Reputation: 11
I am using BeautifulSoup to scrape a table off of every URL page for each state namecensus.com/zipcodes/{state_name}. I was able to scrape the data and now am wondering how I can best get the information into a pandas dataFrame.
I was able to successfully populate all parsed table elements into a pandas dataFrame using a for loop but I am stuck on how to create a new field that corresponds to the H1 of the title of each page. I need that information to indicate which state the zip codes I am extracting correspond to.

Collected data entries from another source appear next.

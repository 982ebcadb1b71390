// SPDX-FileCopyrightText: 2025 Jason Pena <jasonpena@awkless.com>
// SPDX-License-Identifier: MIT

use dotstrap::{
    config::{Config, Manifest, RunMode},
    log,
    path::{absolutize, default_backup_root, default_log_file, home_dir},
    plan::LinkPlan,
    reconcile::Reconciler,
    rollback::{InteractiveConfirm, RollbackEngine, RollbackReport},
    tools::{Platform, Toolbox},
};

use anyhow::{bail, Context, Result};
use clap::{error::ErrorKind, Parser};
use std::{path::PathBuf, process::exit};
use tracing::{error, info};

#[derive(Debug, Clone, Parser)]
#[command(about, override_usage = "dotstrap [options]", version)]
struct Cli {
    /// Report every intended action without changing anything.
    #[arg(short = 'n', long)]
    pub dry_run: bool,

    /// Restore most recent backup set, then exit.
    #[arg(short, long, conflicts_with = "skip_tools")]
    pub rollback: bool,

    /// Do not install developer tools.
    #[arg(long)]
    pub skip_tools: bool,

    /// Answer rollback confirmation with yes.
    #[arg(short, long)]
    pub yes: bool,

    /// Repository holding the bundled configuration.
    #[arg(long, value_name = "path")]
    pub repo: Option<PathBuf>,

    /// Manifest listing links and tools.
    #[arg(long, value_name = "path")]
    pub manifest: Option<PathBuf>,

    /// Directory holding backup sets.
    #[arg(long, value_name = "path")]
    pub backup_root: Option<PathBuf>,

    /// Append-only log file.
    #[arg(long, value_name = "path")]
    pub log_file: Option<PathBuf>,
}

impl Cli {
    fn config(&self) -> Result<Config> {
        let cwd = std::env::current_dir().context("cannot determine current directory")?;
        let repo_root = match &self.repo {
            Some(path) => absolutize(&cwd, path),
            None => cwd.clone(),
        };
        let backup_root = match &self.backup_root {
            Some(path) => absolutize(&cwd, path),
            None => default_backup_root()?,
        };
        let log_file = match &self.log_file {
            Some(path) => absolutize(&cwd, path),
            None => default_log_file()?,
        };

        let mode = RunMode::from_flags(self.dry_run, self.rollback);
        let mut config = Config::new(repo_root, home_dir()?, backup_root, log_file, mode);
        if let Some(path) = &self.manifest {
            config.manifest = absolutize(&cwd, path);
        }
        config.dry_run = self.dry_run;
        config.install_tools = mode != RunMode::Rollback && !self.skip_tools;
        config.assume_yes = self.yes;

        Ok(config)
    }
}

fn main() {
    let cli = match Cli::try_parse() {
        Ok(cli) => cli,
        Err(error) => {
            // INVARIANT: Usage errors exit with 1, not clap's default of 2.
            let code = match error.kind() {
                ErrorKind::DisplayHelp | ErrorKind::DisplayVersion => 0,
                _ => 1,
            };
            let _ = error.print();
            exit(code);
        }
    };

    let config = match cli.config() {
        Ok(config) => config,
        Err(error) => {
            eprintln!("error: {error:?}");
            exit(1);
        }
    };

    if let Err(error) = log::init(&config.log_file) {
        eprintln!("error: {error:?}");
        exit(1);
    }

    // INVARIANT: Fatal errors of a dry run are logged inside its span too.
    let _dry_run = config.dry_run.then(log::dry_run_span).map(|span| span.entered());
    if let Err(error) = run(&config) {
        error!("{error:?}");
        exit(1);
    }

    exit(0)
}

fn run(config: &Config) -> Result<()> {
    info!("start {} run from {:?}", config.mode, config.repo_root.display());

    let manifest = Manifest::load_or_default(&config.manifest)?;
    let plan = manifest.link_plan(&config.repo_root, &config.home)?;

    match config.mode {
        RunMode::Rollback => run_rollback(config, &plan),
        RunMode::Apply | RunMode::DryRun => run_apply(config, &manifest, &plan),
    }
}

fn run_apply(config: &Config, manifest: &Manifest, plan: &LinkPlan) -> Result<()> {
    let toolbox = if config.install_tools {
        let platform = Platform::detect()?;
        info!("detected platform {platform}");
        let installer = manifest
            .installer
            .clone()
            .unwrap_or_else(|| platform.default_installer());
        let toolbox = Toolbox::new(manifest.tools.clone(), installer, config.dry_run)?;
        toolbox.install_missing()?;
        Some(toolbox)
    } else {
        info!("skip tool installation");
        None
    };

    let reconciler = Reconciler::new(config);
    let report = reconciler
        .apply(plan)
        .context("linking aborted, re-run dotstrap or restore with --rollback")?;

    if config.dry_run {
        info!("dry run done, {} links previewed", report.linked.len());
        return Ok(());
    }

    if let Some(set) = &report.backup_set {
        info!(
            "{} backups stored in {:?}",
            report.backups.len(),
            set.path().display()
        );
    }

    let issues = reconciler.validate(plan);
    if let Some(toolbox) = &toolbox {
        toolbox.report_missing();
    }
    if !issues.is_empty() {
        bail!(
            "validation failed, {} of {} links are not in place",
            issues.len(),
            plan.len()
        );
    }

    info!("all {} links in place", plan.len());
    Ok(())
}

fn run_rollback(config: &Config, plan: &LinkPlan) -> Result<()> {
    let confirm = InteractiveConfirm::new(config.assume_yes);
    match RollbackEngine::new(config).rollback(plan, &confirm)? {
        RollbackReport::Cancelled(set) => {
            info!("backup set {set} left untouched");
        }
        RollbackReport::Restored { set, restored, .. } if config.dry_run => {
            info!("{} entries of backup set {set} would be restored", restored.len());
        }
        RollbackReport::Restored { set, restored, .. } => {
            info!("restored {} entries from backup set {set}", restored.len());
        }
    }

    Ok(())
}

Please note that there will also be only 51 H1s (US States + DC) and 1000s of cities so I need to ensure the H1 value repeats itself in each row associated with that state and avoid value errors.
The table should look like the below. My code has all fields populating from the table but I need to incorporate the h1 state value.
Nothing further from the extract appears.